= Your objective =
Each line of the records that holds "else" should be shown in full.

(Collected data)
= = = = = = =
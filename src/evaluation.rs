//! evaluation — one-call scorecard for Normal predictive distributions.
//!
//! Purpose
//! -------
//! Combine the point-forecast losses, the CRPS, and the VaR backtest for a
//! model that issues a Normal predictive distribution `N(mu_t, sigma_t²)`
//! per period. This is the usual end-of-pipeline report for a volatility or
//! return model: how close the means are, how sharp and calibrated the full
//! distribution is, and whether the implied tail quantile is violated at the
//! nominal rate.
//!
//! Key behaviors
//! -------------
//! - [`normal_var`] maps `(mu_t, sigma_t)` to the `alpha` quantile
//!   `mu_t + sigma_t·Φ⁻¹(alpha)`.
//! - [`ForecastEvaluation::normal`] computes MSE and MAE of `y − mu`, the
//!   mean CRPS, and a [`VaRBacktestResult`] on the implied VaR series.
//!
//! Invariants & assumptions
//! ------------------------
//! - Inputs are aligned by period; periods with non-finite values (or a
//!   non-positive `sigma` for the distributional parts) are masked, never
//!   raised.
//! - Scores with nothing left to average are `NaN`.
use crate::{
    scoring::{LossKind, crps_normal, loss},
    special::norm_ppf,
    statistical_tests::{
        errors::{TestError, TestResult},
        validation::{mask_finite_pairs, validate_aligned, validate_alpha},
        var_backtest::VaRBacktestResult,
    },
};

/// VaR series implied by Normal predictive distributions.
///
/// Returns `mu_t + sigma_t·Φ⁻¹(alpha)` per period, and `NaN` where `mu_t`
/// or `sigma_t` is non-finite or `sigma_t ≤ 0`.
///
/// Errors
/// ------
/// - `TestError::InvalidAlpha` unless `0 < alpha < 1`.
/// - `TestError::LengthMismatch` if `mu` and `sigma` differ in length.
///
/// Examples
/// --------
/// ```rust
/// # use forecast_eval::evaluation::normal_var;
/// let var = normal_var(&[0.0, 1.0], &[1.0, -1.0], 0.5).unwrap();
/// assert!(var[0].abs() < 1e-12);
/// assert!(var[1].is_nan());
/// ```
pub fn normal_var(mu: &[f64], sigma: &[f64], alpha: f64) -> TestResult<Vec<f64>> {
    validate_alpha(alpha)?;
    validate_aligned(mu, sigma)?;
    let z = norm_ppf(alpha);
    Ok(mu
        .iter()
        .zip(sigma)
        .map(|(&m, &s)| {
            if m.is_finite() && s.is_finite() && s > 0.0 { m + s * z } else { f64::NAN }
        })
        .collect())
}

/// ForecastEvaluation — scorecard of a Normal predictive model.
///
/// Fields
/// ------
/// - `n_obs`: periods with finite `y` and `mu` (the point-forecast sample).
/// - `mse`, `mae`: mean squared and absolute error of `y − mu`.
/// - `crps`: mean closed-form CRPS over usable periods.
/// - `var_backtest`: coverage tests of the implied `alpha` VaR series.
#[derive(Debug, Clone, PartialEq)]
pub struct ForecastEvaluation {
    pub n_obs: usize,
    pub mse: f64,
    pub mae: f64,
    pub crps: f64,
    pub var_backtest: VaRBacktestResult,
}

impl ForecastEvaluation {
    /// Score Normal predictive distributions against realizations.
    ///
    /// Parameters
    /// ----------
    /// - `y`: `&[f64]`
    ///   Realized values.
    /// - `mu`, `sigma`: `&[f64]`
    ///   Predictive means and standard deviations, aligned with `y`.
    /// - `alpha`: `f64`
    ///   Tail probability of the VaR derived from the predictive.
    ///
    /// Errors
    /// ------
    /// - `TestError::LengthMismatch` if the three series differ in length.
    /// - `TestError::InvalidAlpha` unless `0 < alpha < 1`.
    pub fn normal(y: &[f64], mu: &[f64], sigma: &[f64], alpha: f64) -> TestResult<Self> {
        validate_aligned(y, mu)?;
        let var = normal_var(mu, sigma, alpha)?;
        let crps = crps_normal(y, mu, sigma).map_err(TestError::from)?;

        let (y_obs, mu_obs) = mask_finite_pairs(y, mu);
        let errors: Vec<f64> = y_obs.iter().zip(&mu_obs).map(|(a, b)| a - b).collect();
        let var_backtest = VaRBacktestResult::backtest(y, &var, alpha)?;

        Ok(ForecastEvaluation {
            n_obs: errors.len(),
            mse: mean_or_nan(&loss(&errors, LossKind::Squared)),
            mae: mean_or_nan(&loss(&errors, LossKind::Absolute)),
            crps,
            var_backtest,
        })
    }
}

fn mean_or_nan(x: &[f64]) -> f64 {
    if x.is_empty() { f64::NAN } else { x.iter().sum::<f64>() / x.len() as f64 }
}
= = = = = = =
= Answer space =
            if m.is_finite() && s.is_finite() && s > 0.0 { m + s * z } else { f64::NAN }
    if x.is_empty() { f64::NAN } else { x.iter().sum::<f64>() / x.len() as f64 }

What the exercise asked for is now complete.